According to these findings, we suggest that both spatial and color relational information are maintained in VSTM, and these two types of relational information can interactively influence color change detection performance. These findings are consistent with the Gestalt principles of perceptual organization, where similarity (color relations) and proximity (spatial relations) are two of the most important Gestalt principles to organize a visual event (e.g., Ben-Av & Sagi, 1995). Also, these findings are consistent with the current view that relational processing guides visual attention and eye movements (Becker, 2010; Becker, Folk, & Remington, 2013), and consequently affects the contents encoded and stored in VSTM (Becker, 2013). Participants would encode and retain both color relations and spatial relations simultaneously to form a coherent percept. For example, the three squares of the same color can be taken as a perceptual unit. As a result, participants would not maintain eight color squares individually in memory; their strategy would be to encode and retain three color squares of the same color as a perceptual unit against the other five squares of different colors.

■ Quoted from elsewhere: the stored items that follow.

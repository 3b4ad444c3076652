//! Structure-of-arrays component storage.
//!
//! Every field is a fixed-length array indexed by entity slot. Data of deleted
//! entities is left in place: readers go through a live handle (or a query
//! result) so stale slots are never observed. Spawning overwrites the slot.

use crate::components::animation::AnimState;
use crate::components::sprite::Sprite;
use crate::components::text::Text;
use crate::components::vec2::IVec2;
use crate::entity::EntityInfo;

#[derive(Debug, Clone)]
pub struct ComponentStore {
    /// Width and height, in sub-pixels.
    pub dim: Box<[IVec2]>,
    /// Top-left corner, in sub-pixels.
    pub pos: Box<[IVec2]>,
    pub vel: Box<[IVec2]>,
    pub acc: Box<[IVec2]>,
    /// 0 is background; anything else is drawn over it.
    pub zpos: Box<[i32]>,
    pub sprite: Box<[Sprite]>,
    pub text: Box<[Text]>,
    pub anim: Box<[AnimState]>,
}

impl ComponentStore {
    pub fn new(capacity: usize) -> Self {
        Self {
            dim: vec![IVec2::ZERO; capacity].into_boxed_slice(),
            pos: vec![IVec2::ZERO; capacity].into_boxed_slice(),
            vel: vec![IVec2::ZERO; capacity].into_boxed_slice(),
            acc: vec![IVec2::ZERO; capacity].into_boxed_slice(),
            zpos: vec![0; capacity].into_boxed_slice(),
            sprite: vec![Sprite::default(); capacity].into_boxed_slice(),
            text: vec![Text::default(); capacity].into_boxed_slice(),
            anim: vec![AnimState::default(); capacity].into_boxed_slice(),
        }
    }

    /// Initialise slot `index` for a freshly spawned entity.
    ///
    /// Motion and animation state is always zeroed, whatever the signature, so
    /// a recycled slot never inherits its previous occupant's movement.
    pub fn reset_slot(&mut self, index: usize, info: &EntityInfo) {
        self.vel[index] = IVec2::ZERO;
        self.acc[index] = IVec2::ZERO;
        self.anim[index].reset();
        self.sprite[index] = Sprite::new(info.sprite);
        self.pos[index] = IVec2::new(info.x, info.y);
        self.dim[index] = IVec2::new(info.w, info.h);
        self.zpos[index] = info.z;
        self.text[index] = Text::default();
    }
}
//! Tick and frame driver.
//!
//! [`Game`] owns the [`World`] and both system tables. One call to
//! [`Game::tick`] advances the simulation by exactly one tick:
//!
//! 1. store the input sample in the world,
//! 2. run the simulation table,
//! 3. poll collision watches,
//! 4. advance the tick counter,
//! 5. fire scheduled events due at the new tick.
//!
//! Rendering is independent of ticking: [`Game::render_frame`] draws the
//! current state and may be called at any rate.

use log::info;

use crate::backend::{Graphics, InputSample};
use crate::resources::gameconfig::GameConfig;
use crate::systems::{RenderTable, SystemTable};
use crate::world::World;

pub struct Game {
    pub world: World,
    pub systems: SystemTable,
    pub render_systems: RenderTable,
}

impl Game {
    /// Game with the standard system tables tuned by `config`.
    pub fn new(world: World, config: &GameConfig) -> Self {
        let systems = SystemTable::simulation(&config.animation);
        let render_systems = RenderTable::standard();
        info!(
            "game ready: systems {:?}, render {:?}",
            systems.names(),
            render_systems.names()
        );
        Self::with_tables(world, systems, render_systems)
    }

    pub fn with_tables(world: World, systems: SystemTable, render_systems: RenderTable) -> Self {
        Self {
            world,
            systems,
            render_systems,
        }
    }

    /// Simulate one tick with `input` held.
    pub fn tick(&mut self, input: InputSample) {
        let world = &mut self.world;
        world.input = input;
        self.systems.run(world);
        let now = world.tick;
        world.poll_collisions(now);
        world.tick += 1;
        let now = world.tick;
        world.poll_schedule(now);
    }

    /// Simulate `ticks` ticks with the same input.
    pub fn run_ticks(&mut self, ticks: u32, input: InputSample) {
        for _ in 0..ticks {
            self.tick(input);
        }
    }

    /// Draw the current state as one frame.
    pub fn render_frame(&self, gfx: &mut dyn Graphics) {
        gfx.begin_frame();
        self.render_systems.render(&self.world, gfx);
        gfx.commit_frame();
    }

    pub fn current_tick(&self) -> u64 {
        self.world.tick
    }
}
//! Sprite handles keyed by name.
//!
//! Filled while a scene is loaded; lookups afterwards are by the key used in
//! the scene file.

use rustc_hash::FxHashMap;

use crate::backend::SpriteHandle;

#[derive(Debug, Clone, Default)]
pub struct SpriteStore {
    pub map: FxHashMap<String, SpriteHandle>,
}

impl SpriteStore {
    pub fn new() -> Self {
        Self::default()
    }

    pub fn insert(&mut self, key: impl Into<String>, handle: SpriteHandle) {
        self.map.insert(key.into(), handle);
    }

    pub fn get(&self, key: &str) -> Option<SpriteHandle> {
        self.map.get(key).copied()
    }

    pub fn contains(&self, key: &str) -> bool {
        self.map.contains_key(key)
    }
}
//! Layout helpers: separators, section labels.

use egui::{Pos2, Stroke, Ui};

use crate::colors::GRAY;
use crate::theme;

/// Draw a full-width horizontal rule.
pub fn separator(ui: &mut Ui) {
    let rect = ui.available_rect_before_wrap();
    let y = rect.top() + 8.0;
    ui.painter().line_segment(
        [Pos2::new(rect.left(), y), Pos2::new(rect.right(), y)],
        Stroke::new(1.0, GRAY.level(200)),
    );
    ui.add_space(16.0);
}

/// Draw a section heading (small, bold, uppercase).
pub fn section_label(ui: &mut Ui, text: &str) {
    ui.label(
        egui::RichText::new(text.to_uppercase())
            .size(12.0)
            .strong()
            .color(theme::TEXT),
    );
    ui.add_space(4.0);
}

/// Draw a line of secondary text.
pub fn muted_text(ui: &mut Ui, text: &str) {
    ui.label(egui::RichText::new(text).size(13.0).color(theme::TEXT_MUTED));
}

The spatial relations of the eight units would be encoded to form a hierarchical, spatial representation for color change detection. With the hierarchical, spatial representation held in memory, the beneficial effect of the spatial relational information would be observed only when color grouping information can aid change detection. On the other hand, the beneficial effect of the color relational information would be optimized when spatial configuration holds across the pre- and post-change displays for retrieving color relations.

Experiment 2

In the second experiment, the post-cue was removed such that correct change detection required the participants to compare the pre- and post-change displays by each item. Under this manipulation, load in memory retrieval, comparison, and decision increases drastically and spares very little cognitive resources for the retrieval of other information, and thus we expect that task-irrelevant spatial relations cannot aid color change detection in this case. Presenting all the items in the post-change display can even result in a reversal of whole-display superiority due to the increasing load in memory retrieval, comparison, and decision. Lastly, we expect that task-relevant color relations should consistently aid color change detection, resulting in a color-sharing effect.

Method

Participants

Twenty-one students from National Cheng Kung University volunteered to participate in this experiment. Each participant received NTD 100 or a bonus course credit in an introductory psychology course for his or her participation. All were age 18 to 29 years with normal or corrected-to-normal vision. All participants signed a written informed consent prior to the experiment.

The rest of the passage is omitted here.